Mentally Ill Prisoners
The need for a mental health project arose due to the gaps within Pakistan’s laws on the trial of mentally charged individuals that were drafted by the British in the late nineteenth century. Due to little collaboration between mental health experts and legal practitioners, Pakistan’s lawyers and judges routinely overlook or misdiagnose mentally ill defendants. This makes it difficult for mentally ill defendants to get a fair trial or which is also inimical to the Pakistani Constitution. The predicament of these defendants is made worse to the extent that many are not able to understand the trial proceedings against them.
Justice Project Pakistan has drafted a mental health manual for legal practitioners through which it hopes to start a conversation on this conundrum within the country.

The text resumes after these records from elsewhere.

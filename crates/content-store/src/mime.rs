//! Media type allow-list for sideloaded files.

/// Accepted media types and the file extension each is stored under.
pub const ALLOWED_MEDIA_TYPES: &[(&str, &str)] = &[
    ("image/jpeg", "jpg"),
    ("image/png", "png"),
    ("image/gif", "gif"),
    ("image/webp", "webp"),
];

/// Media type for a file extension in the allow-list (`jpeg` maps to `image/jpeg`).
pub fn media_type_for_extension(extension: &str) -> Option<&'static str> {
    let lowered = extension.to_ascii_lowercase();
    let extension = if lowered == "jpeg" { "jpg" } else { lowered.as_str() };
    ALLOWED_MEDIA_TYPES
        .iter()
        .find(|(_, ext)| *ext == extension)
        .map(|(media_type, _)| *media_type)
}

/// Extension for a `Content-Type` header value in the allow-list.
///
/// Parameters such as `; charset=binary` are ignored.
pub fn extension_for_media_type(content_type: &str) -> Option<&'static str> {
    let essence = content_type
        .split(';')
        .next()
        .unwrap_or_default()
        .trim()
        .to_ascii_lowercase();
    ALLOWED_MEDIA_TYPES
        .iter()
        .find(|(media_type, _)| *media_type == essence)
        .map(|(_, ext)| *ext)
}

/// Infer the stored extension of a download.
///
/// The extension of the URL path wins when it is in the allow-list; otherwise
/// the response content type decides. `None` means the file must be rejected.
pub fn infer_extension(url: &str, content_type: Option<&str>) -> Option<&'static str> {
    url_extension(url)
        .and_then(|ext| media_type_for_extension(&ext))
        .and_then(extension_for_media_type)
        .or_else(|| content_type.and_then(extension_for_media_type))
}

fn url_extension(url: &str) -> Option<String> {
    let path = url.split(['?', '#']).next().unwrap_or_default();
    let path = path.split_once("://").map_or(path, |(_, rest)| rest);
    let file = path.rsplit('/').next()?;
    let (_, ext) = file.rsplit_once('.')?;
    (!ext.is_empty()).then(|| ext.to_string())
}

The manual is drafted on the premise that law students, mental health practitioners, lawyers and judges would read it and use it to reform the current state of mental health laws in the country.
Justice Project Pakistan has long dedicated its efforts to help those who have suffered because of Pakistan’s unreliable and botched criminal justice system. JPP holds the firm belief that provisions regarding the trial of lunatics in the Criminal Procedure Code should be resuscitated in criminal trials all across the country. Understanding the quandary of these defendants and providing them with a proper mechanism for redresser can certainly avoid injustice being meted out to many mentally ill defendants. This manual is one such endeavor through which JPP aims to create such an avenue by sensitizing legal practitioners.
The manual contains all the academic text regarding the trial of mentally ill prisoners in law books concerning the criminal justice system in Pakistan. It also has all the available case law and precedent established over the years concerning the trial of lunatics, since the inception of Chapter 34 in Criminal Procedure Code.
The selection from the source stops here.